With KCOV_ENABLE coverage is collected only for syscalls that are issued
from the current process. With KCOV_REMOTE_ENABLE it's possible to collect
coverage for arbitrary parts of the kernel code, provided that those parts
are annotated with kcov_remote_start()/kcov_remote_stop().
This allows to collect coverage from two types of kernel background
threads: the global ones, that are spawned during kernel boot and are
always running (e.g. USB hub_event()); and the local ones, that are
spawned when a user interacts with some kernel interface (e.g. vhost
workers).
To enable collecting coverage from a global background thread, a unique
global handle must be assigned and passed to the corresponding
kcov_remote_start() call.

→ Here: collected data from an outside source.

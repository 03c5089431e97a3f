//! Per-pixel random streams.
//!
//! Every pixel owns an independent stream keyed by `(seed, linear_index)`. The stream is a
//! SplitMix64 sequence whose starting point is derived from the key, so the value at a pixel
//! never depends on which pixels were generated before it, on window shape, or on threads.
use std::convert::Infallible;

use rand::TryRng;

/// Weyl increment of the SplitMix64 sequence (golden ratio in 64-bit fixed point).
const GOLDEN_GAMMA: u64 = 0x9E37_79B9_7F4A_7C15;

/// SplitMix64 output finalizer.
#[inline]
pub(crate) fn mix_u64(mut x: u64) -> u64 {
    x ^= x >> 30;
    x = x.wrapping_mul(0xBF58476D1CE4E5B9);
    x ^= x >> 27;
    x = x.wrapping_mul(0x94D049BB133111EB);
    x ^ (x >> 31)
}

/// Derives the stream key for one pixel.
///
/// `index` is the row-major linear index `row * cols + col`.
#[inline]
pub fn key_for_pixel(seed: u64, index: u64) -> u64 {
    mix_u64(seed ^ index.wrapping_mul(GOLDEN_GAMMA))
}

/// Deterministic random stream of one pixel.
///
/// Implements [`TryRng`] with an infallible error, and therefore [`rand::Rng`], so samplers
/// can draw as many words as they need (rejection loops included) while staying a pure
/// function of `(seed, index)`.
#[derive(Clone, Debug, PartialEq, Eq)]
pub struct PixelStream {
    key: u64,
    counter: u64,
}

impl PixelStream {
    pub fn new(seed: u64, index: u64) -> Self {
        Self {
            key: key_for_pixel(seed, index),
            counter: 0,
        }
    }

    /// Number of 64-bit words drawn so far.
    pub fn words_drawn(&self) -> u64 {
        self.counter
    }

    #[inline]
    fn advance(&mut self) -> u64 {
        self.counter = self.counter.wrapping_add(1);
        mix_u64(self.key.wrapping_add(self.counter.wrapping_mul(GOLDEN_GAMMA)))
    }
}

impl TryRng for PixelStream {
    type Error = Infallible;

    fn try_next_u32(&mut self) -> Result<u32, Infallible> {
        Ok((self.advance() >> 32) as u32)
    }

    fn try_next_u64(&mut self) -> Result<u64, Infallible> {
        Ok(self.advance())
    }

    fn try_fill_bytes(&mut self, dst: &mut [u8]) -> Result<(), Infallible> {
        for chunk in dst.chunks_mut(8) {
            let bytes = self.advance().to_le_bytes();
            chunk.copy_from_slice(&bytes[..chunk.len()]);
        }
        Ok(())
    }
}

/// First word of the stream at `(seed, index)`.
pub fn value_at(seed: u64, index: u64) -> u64 {
    PixelStream::new(seed, index).advance()
}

Then a userspace process can pass a list of such
handles to the KCOV_REMOTE_ENABLE ioctl in the handles array field of the
kcov_remote_arg struct. This will attach the used kcov device to the code
sections, that are referenced by those handles.
Since there might be many local background threads spawned from different
userspace processes, we can't use a single global handle per annotation.

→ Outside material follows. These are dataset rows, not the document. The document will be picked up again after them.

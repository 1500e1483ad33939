// moaswatch/src/workers/path_length.rs
//
// Median of the per-collector stripped average AS-path lengths, rounded to
// three decimals. Informational: not part of the score.

use crate::config::RetryConfig;
use crate::events::{Asn, Signal};
use crate::provider::{with_retry, MetadataProvider};

use super::SignalOutcome;

pub fn median_path_length(values: &[f64]) -> Option<f64> {
    let mut sorted: Vec<f64> = values.iter().copied().filter(|v| v.is_finite()).collect();
    if sorted.is_empty() {
        return None;
    }
    sorted.sort_by(f64::total_cmp);
    let mid = sorted.len() / 2;
    let median = if sorted.len() % 2 == 0 { (sorted[mid - 1] + sorted[mid]) / 2.0 } else { sorted[mid] };
    Some((median * 1000.0).round() / 1000.0)
}

pub async fn analyze(asn: Asn, provider: &dyn MetadataProvider, retry: &RetryConfig) -> SignalOutcome<Option<f64>> {
    match with_retry(retry, asn, Signal::PathLength, || provider.as_path_length(asn)).await {
        Ok(values) => SignalOutcome::fetched(median_path_length(&values)),
        Err(_) => SignalOutcome::fallback(None, Signal::PathLength),
    }
}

Instead, the userspace process passes a non-zero handle through the
common_handle field of the kcov_remote_arg struct. This common handle gets
saved to the kcov_handle field in the current task_struct and needs to be
passed to the newly spawned threads via custom annotations. Those threads
should in turn be annotated with kcov_remote_start()/kcov_remote_stop().
Internally kcov stores handles as u64 integers. The top byte of a handle
is used to denote the id of a subsystem that this handle belongs to, and
the lower 4 bytes are used to denote a handle id within that subsystem.

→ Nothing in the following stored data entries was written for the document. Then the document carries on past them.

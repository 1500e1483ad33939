// moaswatch/src/provider.rs
//
// ASN metadata provider: the five read-only queries the signal workers need,
// plus the RIPEstat-backed HTTP implementation and the shared retry loop.
//
// RIPEstat endpoints (all GET, JSON envelope `{"data": {...}}`):
//   announced-prefixes  ?resource=AS<asn>                          data.prefixes[].prefix
//   rpki-validation     ?resource=AS<asn>&prefixes=<p1,p2,...>     data (object or array) .prefix/.status
//   rir                 ?resource=<asn>&lod=2                      data.rirs[].status
//   visibility          ?resource=<asn>&include=peers_seeing       data.visibilities[0].ipv{4,6}_full_table_peers_{seeing,not_seeing}
//   as-path-length      ?resource=<asn>                            data.stats[].stripped.avg
//
// Missing fields decode to empty collections; the rollups turn those into the
// unknown / no_* values.

use std::future::Future;
use std::time::Duration;

use async_trait::async_trait;
use serde::de::DeserializeOwned;
use serde::Deserialize;
use tracing::{debug, warn};

use crate::config::{ProviderConfig, RetryConfig};
use crate::error::ProviderError;
use crate::events::{Asn, Signal};

// ── Provider interface ────────────────────────────────────────────────────────

#[derive(Debug, Clone, PartialEq, Eq)]
pub struct RoaValidation {
    pub prefix: Option<String>,
    pub status: String,
}

/// Full-table peer counts for the first visibility entry.
#[derive(Debug, Clone, Copy, Default, PartialEq, Eq)]
pub struct PeerVisibility {
    pub ipv4_seeing:     usize,
    pub ipv4_not_seeing: usize,
    pub ipv6_seeing:     usize,
    pub ipv6_not_seeing: usize,
}

#[async_trait]
pub trait MetadataProvider: Send + Sync {
    async fn announced_prefixes(&self, asn: Asn) -> Result<Vec<String>, ProviderError>;

    async fn rpki_validation(&self, asn: Asn, prefixes: &[String]) -> Result<Vec<RoaValidation>, ProviderError>;

    /// One status string per registry entry.
    async fn rir_registration(&self, asn: Asn) -> Result<Vec<String>, ProviderError>;

    /// None when the provider has no visibility entry for the ASN.
    async fn visibility(&self, asn: Asn) -> Result<Option<PeerVisibility>, ProviderError>;

    /// Stripped average path length per collector.
    async fn as_path_length(&self, asn: Asn) -> Result<Vec<f64>, ProviderError>;
}

// ── Retry ─────────────────────────────────────────────────────────────────────

/// Run `op` up to `policy.attempts` times with a fixed delay between attempts.
/// Only transient errors are retried; the last error is returned on exhaustion.
pub async fn with_retry<T, F, Fut>(
    policy: &RetryConfig,
    asn:    Asn,
    signal: Signal,
    mut op: F,
) -> Result<T, ProviderError>
where
    F:   FnMut() -> Fut,
    Fut: Future<Output = Result<T, ProviderError>>,
{
    let attempts = policy.attempts.max(1);
    let mut attempt = 0;
    loop {
        attempt += 1;
        match op().await {
            Ok(v) => return Ok(v),
            Err(e) if e.is_transient() && attempt < attempts => {
                warn!("AS{} {} attempt {}/{} failed: {}", asn, signal, attempt, attempts, e);
                tokio::time::sleep(policy.delay()).await;
            }
            Err(e) => {
                warn!("AS{} {} failed after {} attempt(s): {}", asn, signal, attempt, e);
                return Err(e);
            }
        }
    }
}

// ── RIPEstat ──────────────────────────────────────────────────────────────────

#[derive(Deserialize)]
struct Envelope<T> {
    data: Option<T>,
}

#[derive(Default, Deserialize)]
struct PrefixesData {
    #[serde(default)]
    prefixes: Vec<PrefixEntry>,
}

#[derive(Deserialize)]
struct PrefixEntry {
    prefix: Option<String>,
}

#[derive(Deserialize)]
#[serde(untagged)]
enum OneOrMany<T> {
    Many(Vec<T>),
    One(T),
}

impl<T> Default for OneOrMany<T> {
    fn default() -> Self {
        Self::Many(Vec::new())
    }
}

#[derive(Deserialize)]
struct RoaEntry {
    prefix: Option<String>,
    status: Option<String>,
}

#[derive(Default, Deserialize)]
struct RirData {
    #[serde(default)]
    rirs: Vec<RirEntry>,
}

#[derive(Deserialize)]
struct RirEntry {
    status: Option<String>,
}

#[derive(Default, Deserialize)]
struct VisibilityData {
    #[serde(default)]
    visibilities: Vec<VisibilityEntry>,
}

#[derive(Deserialize)]
struct VisibilityEntry {
    #[serde(default)]
    ipv4_full_table_peers_seeing:     Vec<serde_json::Value>,
    #[serde(default)]
    ipv4_full_table_peers_not_seeing: Vec<serde_json::Value>,
    #[serde(default)]
    ipv6_full_table_peers_seeing:     Vec<serde_json::Value>,
    #[serde(default)]
    ipv6_full_table_peers_not_seeing: Vec<serde_json::Value>,
}

#[derive(Default, Deserialize)]
struct PathLengthData {
    #[serde(default)]
    stats: Vec<PathStat>,
}

#[derive(Deserialize)]
struct PathStat {
    stripped: Option<Stripped>,
}

#[derive(Deserialize)]
struct Stripped {
    avg: Option<f64>,
}

pub struct RipeStatProvider {
    client:   reqwest::Client,
    base_url: String,
}

impl RipeStatProvider {
    pub fn new(config: &ProviderConfig) -> anyhow::Result<Self> {
        let client = reqwest::Client::builder()
            .timeout(Duration::from_secs(config.timeout_secs))
            .user_agent(concat!("moaswatch/", env!("CARGO_PKG_VERSION")))
            .build()?;
        Ok(Self {
            client,
            base_url: config.base_url.trim_end_matches('/').to_string(),
        })
    }

    async fn get_data<T>(&self, endpoint: &str, query: &[(&str, String)]) -> Result<T, ProviderError>
    where
        T: DeserializeOwned + Default,
    {
        let url = format!("{}/{}/data.json", self.base_url, endpoint);
        debug!("GET {} {:?}", url, query);
        let response = self
            .client
            .get(&url)
            .query(query)
            .send()
            .await?
            .error_for_status()?;
        let envelope: Envelope<T> = response.json().await?;
        Ok(envelope.data.unwrap_or_default())
    }
}

#[async_trait]
impl MetadataProvider for RipeStatProvider {
    async fn announced_prefixes(&self, asn: Asn) -> Result<Vec<String>, ProviderError> {
        let data: PrefixesData = self
            .get_data("announced-prefixes", &[("resource", format!("AS{}", asn))])
            .await?;
        Ok(data.prefixes.into_iter().filter_map(|p| p.prefix).collect())
    }

    async fn rpki_validation(&self, asn: Asn, prefixes: &[String]) -> Result<Vec<RoaValidation>, ProviderError> {
        let data: OneOrMany<RoaEntry> = self
            .get_data(
                "rpki-validation",
                &[("resource", format!("AS{}", asn)), ("prefixes", prefixes.join(","))],
            )
            .await?;
        let entries = match data {
            OneOrMany::Many(v) => v,
            OneOrMany::One(e) => vec![e],
        };
        Ok(entries
            .into_iter()
            .map(|e| RoaValidation {
                prefix: e.prefix,
                status: e.status.unwrap_or_else(|| "unknown".to_string()),
            })
            .collect())
    }

    async fn rir_registration(&self, asn: Asn) -> Result<Vec<String>, ProviderError> {
        let data: RirData = self
            .get_data(
                "rir",
                &[
                    ("data_overload_limit", "ignore".to_string()),
                    ("resource", asn.to_string()),
                    ("lod", "2".to_string()),
                ],
            )
            .await?;
        Ok(data
            .rirs
            .into_iter()
            .map(|r| r.status.unwrap_or_else(|| "unknown".to_string()))
            .collect())
    }

    async fn visibility(&self, asn: Asn) -> Result<Option<PeerVisibility>, ProviderError> {
        let data: VisibilityData = self
            .get_data(
                "visibility",
                &[
                    ("data_overload_limit", "ignore".to_string()),
                    ("include", "peers_seeing".to_string()),
                    ("resource", asn.to_string()),
                ],
            )
            .await?;
        Ok(data.visibilities.into_iter().next().map(|v| PeerVisibility {
            ipv4_seeing:     v.ipv4_full_table_peers_seeing.len(),
            ipv4_not_seeing: v.ipv4_full_table_peers_not_seeing.len(),
            ipv6_seeing:     v.ipv6_full_table_peers_seeing.len(),
            ipv6_not_seeing: v.ipv6_full_table_peers_not_seeing.len(),
        }))
    }

    async fn as_path_length(&self, asn: Asn) -> Result<Vec<f64>, ProviderError> {
        let data: PathLengthData = self
            .get_data("as-path-length", &[("resource", asn.to_string())])
            .await?;
        Ok(data
            .stats
            .into_iter()
            .filter_map(|s| s.stripped.and_then(|st| st.avg))
            .collect())
    }
}

// ── Scripted provider for tests ───────────────────────────────────────────────

#[cfg(test)]
pub mod testing {
    use std::collections::HashSet;
    use std::sync::atomic::{AtomicUsize, Ordering};

    use dashmap::DashMap;

    use super::*;

    /// Answers every ASN with the same canned data. ASNs in `failing` get a
    /// transient error from every call; `flaky` transient errors are handed
    /// out first, shared across all calls.
    #[derive(Default)]
    pub struct ScriptedProvider {
        pub prefixes:     Vec<String>,
        pub roas:         Vec<RoaValidation>,
        pub rir:          Vec<String>,
        pub visibility:   Option<PeerVisibility>,
        pub path_lengths: Vec<f64>,
        pub failing:      HashSet<Asn>,
        pub flaky:        AtomicUsize,
        pub rir_status:   Option<u16>,
        pub rir_garbled:  bool,
        pub rir_calls:    AtomicUsize,
        pub calls:        DashMap<Asn, usize>,
    }

    impl ScriptedProvider {
        pub fn healthy() -> Self {
            Self {
                prefixes:     vec!["192.0.2.0/24".into(), "198.51.100.0/24".into()],
                roas:         vec![
                    RoaValidation { prefix: Some("192.0.2.0/24".into()), status: "valid".into() },
                    RoaValidation { prefix: Some("198.51.100.0/24".into()), status: "valid".into() },
                ],
                rir:          vec!["ALLOCATED".into()],
                visibility:   Some(PeerVisibility { ipv4_seeing: 300, ipv4_not_seeing: 0, ipv6_seeing: 250, ipv6_not_seeing: 0 }),
                path_lengths: vec![3.5, 4.25, 4.0],
                ..Default::default()
            }
        }

        /// announced_prefixes calls made for `asn`; one per profile build.
        pub fn prefix_calls(&self, asn: Asn) -> usize {
            self.calls.get(&asn).map(|c| *c).unwrap_or(0)
        }

        fn gate(&self, asn: Asn) -> Result<(), ProviderError> {
            if self.failing.contains(&asn) {
                return Err(ProviderError::Status { code: 503 });
            }
            let took = self
                .flaky
                .fetch_update(Ordering::SeqCst, Ordering::SeqCst, |n| n.checked_sub(1))
                .is_ok();
            if took {
                return Err(ProviderError::Transport { message: "connection reset".into(), transient: true });
            }
            Ok(())
        }
    }

    #[async_trait]
    impl MetadataProvider for ScriptedProvider {
        async fn announced_prefixes(&self, asn: Asn) -> Result<Vec<String>, ProviderError> {
            *self.calls.entry(asn).or_insert(0) += 1;
            self.gate(asn)?;
            Ok(self.prefixes.clone())
        }

        async fn rpki_validation(&self, asn: Asn, _prefixes: &[String]) -> Result<Vec<RoaValidation>, ProviderError> {
            self.gate(asn)?;
            Ok(self.roas.clone())
        }

        async fn rir_registration(&self, asn: Asn) -> Result<Vec<String>, ProviderError> {
            self.rir_calls.fetch_add(1, Ordering::SeqCst);
            self.gate(asn)?;
            if self.rir_garbled {
                return Err(ProviderError::Decode("expected value at line 1".into()));
            }
            if let Some(code) = self.rir_status {
                return Err(ProviderError::Status { code });
            }
            Ok(self.rir.clone())
        }

        async fn visibility(&self, asn: Asn) -> Result<Option<PeerVisibility>, ProviderError> {
            self.gate(asn)?;
            Ok(self.visibility)
        }

        async fn as_path_length(&self, asn: Asn) -> Result<Vec<f64>, ProviderError> {
            self.gate(asn)?;
            Ok(self.path_lengths.clone())
        }
    }
}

A reserved value 0 is used as a subsystem id for common handles as they
don't belong to a particular subsystem. The bytes 4-7 are currently
reserved and must be zero. In the future the number of bytes used for the
subsystem or handle ids might be increased.
When a particular userspace proccess collects coverage by via a common
handle, kcov will collect coverage for each code section that is annotated
to use the common handle obtained as kcov_handle from the current
task_struct. However non common handles allow to collect coverage
selectively from different subsystems.
...
+static struct kcov_remote *kcov_remote_add(struct kcov *kcov, u64 handle)
+{
+ struct kcov_remote *remote;
+
+ if (kcov_remote_find(handle))
+ return ERR_PTR(-EEXIST);
+ remote = kmalloc(sizeof(*remote), GFP_ATOMIC);
+ if (!remote)
+ return ERR_PTR(-ENOMEM);
+ remote->handle = handle;
+ remote->kcov = kcov;
+ hash_add(kcov_remote_map, &remote->hnode, handle);
+ return remote;
+}
+
...
+ spin_lock(&kcov_remote_lock);
+ for (i = 0; i < remote_arg->num_handles; i++) {
+ kcov_debug("handle %llx\n", remote_arg->handles[i]);
+ if (!kcov_check_handle(remote_arg->handles[i],
+ false, true, false)) {
+ spin_unlock(&kcov_remote_lock);
+ kcov_disable(t, kcov);
+ return -EINVAL;
+ }
+ remote = kcov_remote_add(kcov, remote_arg->handles[i]);
+ if (IS_ERR(remote)) {
+ spin_unlock(&kcov_remote_lock);
+ kcov_disable(t, kcov);
+ return PTR_ERR(remote);
+ }
+ }It's worrisome that this code can perform up to 65536 GFP_ATOMIC allocations without coming up for air. The possibility of ENOMEM or of causing collateral problems is significant. It doesn't look too hard to change this to use GFP_KERNEL?
+u64 kcov_common_handle(void)
+{
+ return current->kcov_handle;
+}I don't immediately understand what this "common handle" thing is all about. Code is rather lacking in this sort of high-level commentary?